**AVAILABLE DATA**:
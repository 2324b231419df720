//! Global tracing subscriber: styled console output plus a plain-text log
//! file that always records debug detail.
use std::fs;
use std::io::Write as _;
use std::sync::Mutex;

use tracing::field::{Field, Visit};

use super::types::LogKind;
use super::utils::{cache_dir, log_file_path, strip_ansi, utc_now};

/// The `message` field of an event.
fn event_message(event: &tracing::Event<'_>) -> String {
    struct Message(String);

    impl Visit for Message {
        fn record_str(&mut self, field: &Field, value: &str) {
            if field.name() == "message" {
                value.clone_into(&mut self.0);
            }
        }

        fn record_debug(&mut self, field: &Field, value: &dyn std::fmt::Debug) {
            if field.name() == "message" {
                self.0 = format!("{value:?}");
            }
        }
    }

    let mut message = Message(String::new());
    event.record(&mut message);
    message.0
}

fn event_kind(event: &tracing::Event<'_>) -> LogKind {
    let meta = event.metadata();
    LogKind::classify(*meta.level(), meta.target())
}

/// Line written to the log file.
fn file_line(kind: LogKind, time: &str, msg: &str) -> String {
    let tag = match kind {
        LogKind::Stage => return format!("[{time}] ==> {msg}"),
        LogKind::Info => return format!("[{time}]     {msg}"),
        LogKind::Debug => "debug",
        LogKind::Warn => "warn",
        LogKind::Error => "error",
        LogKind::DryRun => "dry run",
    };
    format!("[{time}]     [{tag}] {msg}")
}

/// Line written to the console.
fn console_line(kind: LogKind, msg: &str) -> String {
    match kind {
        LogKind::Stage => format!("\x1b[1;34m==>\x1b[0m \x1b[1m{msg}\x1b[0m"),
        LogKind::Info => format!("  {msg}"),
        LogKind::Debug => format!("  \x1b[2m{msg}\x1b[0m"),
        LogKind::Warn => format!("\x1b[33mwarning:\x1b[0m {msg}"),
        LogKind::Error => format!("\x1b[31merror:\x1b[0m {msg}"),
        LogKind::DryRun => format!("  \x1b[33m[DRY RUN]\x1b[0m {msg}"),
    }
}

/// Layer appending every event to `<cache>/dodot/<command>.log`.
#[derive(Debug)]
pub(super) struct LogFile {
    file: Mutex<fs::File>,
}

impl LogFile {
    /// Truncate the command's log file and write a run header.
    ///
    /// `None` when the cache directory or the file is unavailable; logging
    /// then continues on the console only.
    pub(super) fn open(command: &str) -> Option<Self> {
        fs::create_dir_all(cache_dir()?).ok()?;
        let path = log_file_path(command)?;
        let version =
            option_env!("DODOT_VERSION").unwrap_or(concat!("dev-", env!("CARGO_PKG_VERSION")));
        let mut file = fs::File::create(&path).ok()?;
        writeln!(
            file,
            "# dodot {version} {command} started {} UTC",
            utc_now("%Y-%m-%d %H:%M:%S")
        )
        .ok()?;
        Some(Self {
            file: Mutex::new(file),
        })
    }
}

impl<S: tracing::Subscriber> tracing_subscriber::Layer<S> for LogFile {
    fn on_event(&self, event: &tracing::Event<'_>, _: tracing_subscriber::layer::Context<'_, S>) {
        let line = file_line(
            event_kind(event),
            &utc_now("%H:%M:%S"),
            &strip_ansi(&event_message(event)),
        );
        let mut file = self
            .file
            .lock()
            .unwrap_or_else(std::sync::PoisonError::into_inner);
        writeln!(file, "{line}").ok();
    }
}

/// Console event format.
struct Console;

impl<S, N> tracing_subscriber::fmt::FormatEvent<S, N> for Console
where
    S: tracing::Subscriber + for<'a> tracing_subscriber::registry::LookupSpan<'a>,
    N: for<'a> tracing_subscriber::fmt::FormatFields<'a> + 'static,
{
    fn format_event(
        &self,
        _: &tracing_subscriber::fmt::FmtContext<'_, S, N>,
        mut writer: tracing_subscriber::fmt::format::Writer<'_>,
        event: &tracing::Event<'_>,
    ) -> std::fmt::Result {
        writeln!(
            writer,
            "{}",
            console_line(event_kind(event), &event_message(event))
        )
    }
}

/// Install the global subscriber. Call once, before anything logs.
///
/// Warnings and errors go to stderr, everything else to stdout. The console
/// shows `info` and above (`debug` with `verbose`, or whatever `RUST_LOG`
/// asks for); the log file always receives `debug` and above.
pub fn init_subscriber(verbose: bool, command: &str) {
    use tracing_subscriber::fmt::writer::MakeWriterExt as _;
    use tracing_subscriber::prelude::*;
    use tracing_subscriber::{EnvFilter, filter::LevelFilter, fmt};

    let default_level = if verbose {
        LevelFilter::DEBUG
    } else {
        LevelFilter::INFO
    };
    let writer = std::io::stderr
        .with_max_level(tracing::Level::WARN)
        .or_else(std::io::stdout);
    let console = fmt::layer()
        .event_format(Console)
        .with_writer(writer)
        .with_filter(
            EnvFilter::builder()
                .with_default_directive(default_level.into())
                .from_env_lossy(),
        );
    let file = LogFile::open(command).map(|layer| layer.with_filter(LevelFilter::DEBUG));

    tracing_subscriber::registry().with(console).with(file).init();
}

**YOUR GOAL**: Would you transcribe the listing word for word?

**WRITTEN SOLUTION**:
repository 2324b231419df720
//! Global tracing subscriber: styled console output plus a plain-text log
//! file that always records debug detail.
use std::fs;
use std::io::Write as _;
use std::sync::Mutex;

use tracing::field::{Field, Visit};

use super::types::LogKind;
use super::utils::{cache_dir, log_file_path, strip_ansi, utc_now};

/// The `message` field of an event.
fn event_message(event: &tracing::Event<'_>) -> String {
    struct Message(String);

    impl Visit for Message {
        fn record_str(&mut self, field: &Field, value: &str) {
            if field.name() == "message" {
                value.clone_into(&mut self.0);
            }
        }

        fn record_debug(&mut self, field: &Field, value: &dyn std::fmt::Debug) {
            if field.name() == "message" {
                self.0 = format!("{value:?}");
            }
        }
    }

    let mut message = Message(String::new());
    event.record(&mut message);
    message.0
}

fn event_kind(event: &tracing::Event<'_>) -> LogKind {
    let meta = event.metadata();
    LogKind::classify(*meta.level(), meta.target())
}

/// Line written to the log file.
fn file_line(kind: LogKind, time: &str, msg: &str) -> String {
    let tag = match kind {
        LogKind::Stage => return format!("[{time}] ==> {msg}"),
        LogKind::Info => return format!("[{time}]     {msg}"),
        LogKind::Debug => "debug",
        LogKind::Warn => "warn",
        LogKind::Error => "error",
        LogKind::DryRun => "dry run",
    };
    format!("[{time}]     [{tag}] {msg}")
}

/// Line written to the console.
fn console_line(kind: LogKind, msg: &str) -> String {
    match kind {
        LogKind::Stage => format!("\x1b[1;34m==>\x1b[0m \x1b[1m{msg}\x1b[0m"),
        LogKind::Info => format!("  {msg}"),
        LogKind::Debug => format!("  \x1b[2m{msg}\x1b[0m"),
        LogKind::Warn => format!("\x1b[33mwarning:\x1b[0m {msg}"),
        LogKind::Error => format!("\x1b[31merror:\x1b[0m {msg}"),
        LogKind::DryRun => format!("  \x1b[33m[DRY RUN]\x1b[0m {msg}"),
    }
}

/// Layer appending every event to `<cache>/dodot/<command>.log`.
#[derive(Debug)]
pub(super) struct LogFile {
    file: Mutex<fs::File>,
}

impl LogFile {
    /// Truncate the command's log file and write a run header.
    ///
    /// `None` when the cache directory or the file is unavailable; logging
    /// then continues on the console only.
    pub(super) fn open(command: &str) -> Option<Self> {
        fs::create_dir_all(cache_dir()?).ok()?;
        let path = log_file_path(command)?;
        let version =
            option_env!("DODOT_VERSION").unwrap_or(concat!("dev-", env!("CARGO_PKG_VERSION")));
        let mut file = fs::File::create(&path).ok()?;
        writeln!(
            file,
            "# dodot {version} {command} started {} UTC",
            utc_now("%Y-%m-%d %H:%M:%S")
        )
        .ok()?;
        Some(Self {
            file: Mutex::new(file),
        })
    }
}

impl<S: tracing::Subscriber> tracing_subscriber::Layer<S> for LogFile {
    fn on_event(&self, event: &tracing::Event<'_>, _: tracing_subscriber::layer::Context<'_, S>) {
        let line = file_line(
            event_kind(event),
            &utc_now("%H:%M:%S"),
            &strip_ansi(&event_message(event)),
        );
        let mut file = self
            .file
            .lock()
            .unwrap_or_else(std::sync::PoisonError::into_inner);
        writeln!(file, "{line}").ok();
    }
}

/// Console event format.
struct Console;

impl<S, N> tracing_subscriber::fmt::FormatEvent<S, N> for Console
where
    S: tracing::Subscriber + for<'a> tracing_subscriber::registry::LookupSpan<'a>,
    N: for<'a> tracing_subscriber::fmt::FormatFields<'a> + 'static,
{
    fn format_event(
        &self,
        _: &tracing_subscriber::fmt::FmtContext<'_, S, N>,
        mut writer: tracing_subscriber::fmt::format::Writer<'_>,
        event: &tracing::Event<'_>,
    ) -> std::fmt::Result {
        writeln!(
            writer,
            "{}",
            console_line(event_kind(event), &event_message(event))
        )
    }
}

/// Install the global subscriber. Call once, before anything logs.
///
/// Warnings and errors go to stderr, everything else to stdout. The console
/// shows `info` and above (`debug` with `verbose`, or whatever `RUST_LOG`
/// asks for); the log file always receives `debug` and above.
pub fn init_subscriber(verbose: bool, command: &str) {
    use tracing_subscriber::fmt::writer::MakeWriterExt as _;
    use tracing_subscriber::prelude::*;
    use tracing_subscriber::{EnvFilter, filter::LevelFilter, fmt};

    let default_level = if verbose {
        LevelFilter::DEBUG
    } else {
        LevelFilter::INFO
    };
    let writer = std::io::stderr
        .with_max_level(tracing::Level::WARN)
        .or_else(std::io::stdout);
    let console = fmt::layer()
        .event_format(Console)
        .with_writer(writer)
        .with_filter(
            EnvFilter::builder()
                .with_default_directive(default_level.into())
                .from_env_lossy(),
        );
    let file = LogFile::open(command).map(|layer| layer.with_filter(LevelFilter::DEBUG));

    tracing_subscriber::registry().with(console).with(file).init();
}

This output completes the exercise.